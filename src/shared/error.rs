//! Error handling module
//!
//! This module provides centralized error handling for the crate.

use thiserror::Error;

/// Construction-time validation failures for a payment request
#[derive(Error, Debug, Clone, PartialEq, Eq)]
pub enum ValidationError {
    #[error("Invalid receiver {0:?}: expected 12 to 16 decimal digits")]
    InvalidReceiver(String),

    #[error("Invalid target: description is required and must not exceed {max} characters (got {length})")]
    InvalidTarget { length: usize, max: usize },

    #[error("Invalid sum {0:?}: must be a number greater than zero")]
    InvalidSum(String),

    #[error("Invalid form kind {0:?}: possible values are shop, small, donate")]
    InvalidFormKind(String),

    #[error("Invalid payment type {0:?}: possible values are AC (bank card), PC (wallet), MC (mobile)")]
    InvalidPaymentType(String),
}

/// Notification callback failures
#[derive(Error, Debug, Clone, PartialEq, Eq)]
pub enum NotificationError {
    #[error("Notification field missing: {field}")]
    MissingField { field: &'static str },

    #[error("Notification signature mismatch")]
    SignatureMismatch,

    #[error("Notification field {field} is malformed: {reason}")]
    InvalidField { field: &'static str, reason: String },

    #[error("Notification body cannot be decoded: {0}")]
    Decode(String),
}

/// Application error types
#[derive(Error, Debug, Clone)]
pub enum AppError {
    #[error("Configuration error: {0}")]
    Config(String),

    #[error("Validation error: {0}")]
    Validation(#[from] ValidationError),

    #[error("Notification error: {0}")]
    Notification(#[from] NotificationError),

    #[error("Internal error: {0}")]
    Internal(String),
}

impl AppError {
    /// True for errors caused by caller input rather than the environment
    pub fn is_client_error(&self) -> bool {
        matches!(self, AppError::Validation(_) | AppError::Notification(_))
    }
}

/// Application result type
pub type AppResult<T> = Result<T, AppError>;

impl From<config::ConfigError> for AppError {
    fn from(err: config::ConfigError) -> Self {
        AppError::Config(err.to_string())
    }
}

impl From<toml::de::Error> for AppError {
    fn from(err: toml::de::Error) -> Self {
        AppError::Config(err.to_string())
    }
}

------

EXERCISE DESCRIPTION >> Gather every line from the listing above in which the word "than" appears.

OUTPUT BELOW >>
    #[error("Invalid sum {0:?}: must be a number greater than zero")]
    /// True for errors caused by caller input rather than the environment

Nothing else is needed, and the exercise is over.